_Exercise prompt:_
Filter these entries down to the lines that hold the word "unwrap", and show each of them.

Segment Start: Dataset records

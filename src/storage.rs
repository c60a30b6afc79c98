use crate::calendar::TargetMonth;
use crate::merge::merge_assignments;
use crate::model::{Assignment, AvailabilityEntry, Roster, Worker};
use crate::scheduler::Proposal;
use anyhow::Context;
use serde::{Deserialize, Serialize};
use std::fs;
use std::io::Write;
use std::path::{Path, PathBuf};
use tempfile::NamedTempFile;

/// Version courante du format de fichier.
pub const SCHEMA_VERSION: u32 = 2;

/// Document persisté : effectif, affectations confirmées, souhaits/indisponibilités.
#[derive(Debug, Clone, Serialize, Deserialize, PartialEq, Eq)]
pub struct Ledger {
    /// Absent dans les fichiers v1.
    #[serde(default = "legacy_version")]
    pub schema_version: u32,
    #[serde(default)]
    pub workers: Vec<Worker>,
    #[serde(default)]
    pub assignments: Vec<Assignment>,
    #[serde(default)]
    pub availability: Vec<AvailabilityEntry>,
}

fn legacy_version() -> u32 {
    1
}

impl Default for Ledger {
    fn default() -> Self {
        Self {
            schema_version: SCHEMA_VERSION,
            workers: Vec::new(),
            assignments: Vec::new(),
            availability: Vec::new(),
        }
    }
}

impl Ledger {
    /// Instantané de l'effectif pour le moteur.
    pub fn roster(&self) -> Roster {
        Roster::new(self.workers.clone())
    }

    /// Affectations du mois (filtre par plage de dates).
    pub fn assignments_in(&self, month: TargetMonth) -> Vec<Assignment> {
        self.assignments
            .iter()
            .filter(|a| month.contains(a.date))
            .cloned()
            .collect()
    }

    pub fn availability_in(&self, month: TargetMonth) -> Vec<AvailabilityEntry> {
        self.availability
            .iter()
            .filter(|e| month.contains(e.date))
            .cloned()
            .collect()
    }

    /// Ajoute la proposition aux affectations confirmées, dernier enregistrement gagnant.
    pub fn commit(&mut self, proposal: &Proposal) {
        self.assignments = merge_assignments(&self.assignments, &proposal.assignments);
    }

    /// Remplace un membre existant (même identifiant) ou l'ajoute.
    pub fn upsert_workers(&mut self, workers: Vec<Worker>) {
        for worker in workers {
            match self.workers.iter_mut().find(|w| w.id == worker.id) {
                Some(slot) => *slot = worker,
                None => self.workers.push(worker),
            }
        }
    }

    /// Ajoute des souhaits / indisponibilités. Une entrée de même identifiant,
    /// ou portant sur la même (date, personne, nature), remplace l'ancienne.
    /// Renvoie le nombre d'entrées réellement nouvelles.
    pub fn add_availability(&mut self, entries: Vec<AvailabilityEntry>) -> usize {
        let mut added = 0;
        for entry in entries {
            let existing = self.availability.iter_mut().find(|e| {
                e.id == entry.id
                    || (e.date == entry.date && e.worker == entry.worker && e.kind == entry.kind)
            });
            match existing {
                Some(slot) => *slot = entry,
                None => {
                    self.availability.push(entry);
                    added += 1;
                }
            }
        }
        added
    }

    fn migrate(&mut self) {
        if self.schema_version < SCHEMA_VERSION {
            tracing::info!(
                from = self.schema_version,
                to = SCHEMA_VERSION,
                "upgrading ledger schema"
            );
            self.schema_version = SCHEMA_VERSION;
        }
    }
}

pub trait Storage {
    /// Charge le document depuis un support.
    fn load(&self) -> anyhow::Result<Ledger>;
    /// Sauvegarde de manière atomique.
    fn save(&self, ledger: &Ledger) -> anyhow::Result<()>;
}

pub struct JsonStorage {
    path: PathBuf,
}

impl JsonStorage {
    pub fn open<P: AsRef<Path>>(path: P) -> anyhow::Result<Self> {
        Ok(Self {
            path: path.as_ref().to_path_buf(),
        })
    }

    /// Document vide si le fichier n'existe pas encore.
    pub fn load_or_default(&self) -> anyhow::Result<Ledger> {
        if self.path.exists() {
            self.load()
        } else {
            Ok(Ledger::default())
        }
    }
}

impl Storage for JsonStorage {
    fn load(&self) -> anyhow::Result<Ledger> {
        let data =
            fs::read(&self.path).with_context(|| format!("reading {}", self.path.display()))?;
        let mut ledger: Ledger =
            serde_json::from_slice(&data).with_context(|| "parsing ledger.json")?;
        ledger.migrate();
        Ok(ledger)
    }

    fn save(&self, ledger: &Ledger) -> anyhow::Result<()> {
        let json = serde_json::to_vec_pretty(ledger)?;
        let dir = match self.path.parent() {
            Some(p) if !p.as_os_str().is_empty() => p,
            _ => Path::new("."),
        };
        let mut tmp = NamedTempFile::new_in(dir).with_context(|| "creating temp file")?;
        tmp.write_all(&json)?;
        tmp.flush()?;
        tmp.as_file().sync_all()?;
        tmp.persist(&self.path).with_context(|| "atomic rename")?;
        Ok(())
    }
}
#![forbid(unsafe_code)]
//! Roulement : complétion automatique des plannings mensuels d'un établissement (sans BD).
//!
//! - Effectif, affectations et souhaits en fichiers (JSON/CSV).
//! - Moteur en trois phases : salariés de base, renfort premium, effectif total.
//! - N'ajoute que ce qui manque ; les affectations existantes ne sont jamais modifiées.
//! - Fusion au commit : un seul enregistrement par (date, personne), le dernier gagne.

pub mod calendar;
pub mod io;
pub mod merge;
pub mod model;
pub mod policy;
pub mod scheduler;
pub mod storage;

pub use calendar::{
    is_weekend, Holiday, HolidayCalendar, HolidaySource, HolidayTable, JapaneseHolidays,
    NoHolidays, TargetMonth,
};
pub use merge::merge_assignments;
pub use model::{
    Assignment, AvailabilityEntry, AvailabilityKind, Capability, EmploymentClass, Provenance,
    RequestId, Roster, ShiftWindow, Worker, WorkerId,
};
pub use policy::{
    export_policy_json, load_policy_from_file, BackupCoverage, DayDemand, StaffingPolicy,
};
pub use scheduler::{
    Conflict, ConflictKind, Proposal, SchedError, Scheduler, SelectionMode, Shortfall,
};
pub use storage::{JsonStorage, Ledger, Storage};
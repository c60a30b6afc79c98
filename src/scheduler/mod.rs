mod allocation;
mod conflicts;
mod index;
mod ranking;
mod types;

pub use index::RosterIndex;
pub use ranking::{rank_candidates, Candidate, RankRequest};
pub use types::{Conflict, ConflictKind, Pool, Proposal, SchedError, SelectionMode, Shortfall};

use crate::calendar::{HolidayCalendar, TargetMonth};
use crate::model::{Assignment, AvailabilityEntry, Roster, Worker, WorkerId};
use crate::policy::{DayDemand, StaffingPolicy};
use allocation::MonthBook;
use chrono::NaiveDate;
use std::fmt;

/// Scheduler : instantané immuable (effectif + politique) sur lequel on
/// calcule des propositions mois par mois.
pub struct Scheduler {
    roster: Roster,
    policy: StaffingPolicy,
    holidays: Box<dyn HolidayCalendar + Send + Sync>,
}

impl fmt::Debug for Scheduler {
    fn fmt(&self, f: &mut fmt::Formatter<'_>) -> fmt::Result {
        f.debug_struct("Scheduler")
            .field("roster", &self.roster)
            .field("policy", &self.policy)
            .finish_non_exhaustive()
    }
}

impl Scheduler {
    /// Valide la politique ; le calendrier des fériés vient de `policy.holidays`.
    pub fn new(roster: Roster, policy: StaffingPolicy) -> Result<Self, SchedError> {
        policy.validate()?;
        let holidays = policy.holidays.calendar();
        Ok(Self {
            roster,
            policy,
            holidays,
        })
    }

    pub fn with_holidays<H>(mut self, holidays: H) -> Self
    where
        H: HolidayCalendar + Send + Sync + 'static,
    {
        self.holidays = Box::new(holidays);
        self
    }

    pub fn roster(&self) -> &Roster {
        &self.roster
    }

    pub fn policy(&self) -> &StaffingPolicy {
        &self.policy
    }

    pub fn worker(&self, id: &WorkerId) -> Result<&Worker, SchedError> {
        self.roster
            .find_worker_by_id(id)
            .ok_or_else(|| SchedError::UnknownWorker(id.as_str().to_string()))
    }

    pub fn demand(&self, date: NaiveDate) -> DayDemand {
        self.policy.demand_for(date, self.holidays.as_ref())
    }

    fn index(&self) -> RosterIndex<'_> {
        RosterIndex::new(&self.roster, self.policy.kitchen_backup)
    }

    /// Calcule les affectations à ajouter pour couvrir les manques du mois.
    ///
    /// Les affectations confirmées ne sont jamais modifiées ; seules les
    /// nouvelles (provenance `Auto`) sont renvoyées.
    pub fn propose(
        &self,
        year: i32,
        month: u32,
        confirmed: &[Assignment],
        availability: &[AvailabilityEntry],
    ) -> Result<Proposal, SchedError> {
        let month = TargetMonth::new(year, month)?;
        let index = self.index();
        let mut book = MonthBook::new(&index, month, confirmed, availability);

        allocation::allocate(&mut book, &self.policy, self.holidays.as_ref());

        let shortfalls = book.shortfalls(&self.policy, self.holidays.as_ref());
        let assignments = book.into_proposed();
        tracing::info!(
            %month,
            proposed = assignments.len(),
            short_dates = shortfalls.len(),
            "proposal computed"
        );
        Ok(Proposal {
            month,
            assignments,
            shortfalls,
        })
    }

    /// Manques du mois avant tout calcul, sur les seules affectations fournies.
    pub fn assess(
        &self,
        year: i32,
        month: u32,
        confirmed: &[Assignment],
    ) -> Result<Vec<Shortfall>, SchedError> {
        let month = TargetMonth::new(year, month)?;
        let index = self.index();
        let book = MonthBook::new(&index, month, confirmed, &[]);
        Ok(book.shortfalls(&self.policy, self.holidays.as_ref()))
    }

    /// Détecte les violations d'invariants (double affectation, plafond, repos, indisponibilité).
    pub fn audit(
        &self,
        year: i32,
        month: u32,
        assignments: &[Assignment],
        availability: &[AvailabilityEntry],
    ) -> Result<Vec<Conflict>, SchedError> {
        let month = TargetMonth::new(year, month)?;
        Ok(conflicts::detect_conflicts(
            &self.index(),
            month,
            assignments,
            availability,
        ))
    }
}
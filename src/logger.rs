//! Wrapper backend that records every contract call before delegating.
//! Useful in tests ("how many reads did this code path issue?") and when
//! auditing what an integration actually does to flag state.

use std::sync::Mutex;

use crate::adapter::{Adapter, AdapterError};
use crate::gate::{Feature, GateKind, GateValues};
use crate::value::GateInput;

#[derive(Debug, Clone, Copy, PartialEq, Eq)]
pub enum OperationKind {
    Get,
    Enable,
    Disable,
}

/// One recorded contract call.
#[derive(Debug, Clone, PartialEq, Eq)]
pub struct Operation {
    pub kind: OperationKind,
    pub feature: String,
    /// Target gate for enable/disable; `get` touches all gates.
    pub gate: Option<GateKind>,
}

/// An [`Adapter`] that logs operations and forwards them to the wrapped
/// backend. Passes the full conformance battery for any conformant inner
/// adapter.
pub struct OperationLogger<A> {
    inner: A,
    name: String,
    operations: Mutex<Vec<Operation>>,
}

impl<A: Adapter> OperationLogger<A> {
    pub fn new(inner: A) -> Self {
        let name = format!("operation_logger({})", inner.name());
        Self {
            inner,
            name,
            operations: Mutex::new(Vec::new()),
        }
    }

    /// Everything recorded so far, oldest first.
    pub fn operations(&self) -> Vec<Operation> {
        self.operations.lock().unwrap().clone()
    }

    pub fn count(&self, kind: OperationKind) -> usize {
        let operations = self.operations.lock().unwrap();
        operations.iter().filter(|op| op.kind == kind).count()
    }

    pub fn last(&self) -> Option<Operation> {
        let operations = self.operations.lock().unwrap();
        operations.last().cloned()
    }

    /// Clear the log without touching the wrapped backend.
    pub fn reset(&self) {
        self.operations.lock().unwrap().clear();
    }

    pub fn inner(&self) -> &A {
        &self.inner
    }

    pub fn into_inner(self) -> A {
        self.inner
    }

    fn record(&self, kind: OperationKind, feature: &Feature, gate: Option<GateKind>) {
        let mut operations = self.operations.lock().unwrap();
        operations.push(Operation {
            kind,
            feature: feature.name().to_string(),
            gate,
        });
    }
}

impl<A: Adapter> Adapter for OperationLogger<A> {
    fn name(&self) -> &str {
        &self.name
    }

    fn get(&self, feature: &Feature) -> Result<GateValues, AdapterError> {
        self.record(OperationKind::Get, feature, None);
        self.inner.get(feature)
    }

    fn enable(&self, feature: &Feature, input: &GateInput) -> Result<(), AdapterError> {
        self.record(OperationKind::Enable, feature, Some(input.kind()));
        self.inner.enable(feature, input)
    }

    fn disable(&self, feature: &Feature, input: &GateInput) -> Result<(), AdapterError> {
        self.record(OperationKind::Disable, feature, Some(input.kind()));
        self.inner.disable(feature, input)
    }
}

Segment End: Dataset records

_Result below:_
        self.operations.lock().unwrap().clone()
        let operations = self.operations.lock().unwrap();
        let operations = self.operations.lock().unwrap();
        self.operations.lock().unwrap().clear();
        let mut operations = self.operations.lock().unwrap();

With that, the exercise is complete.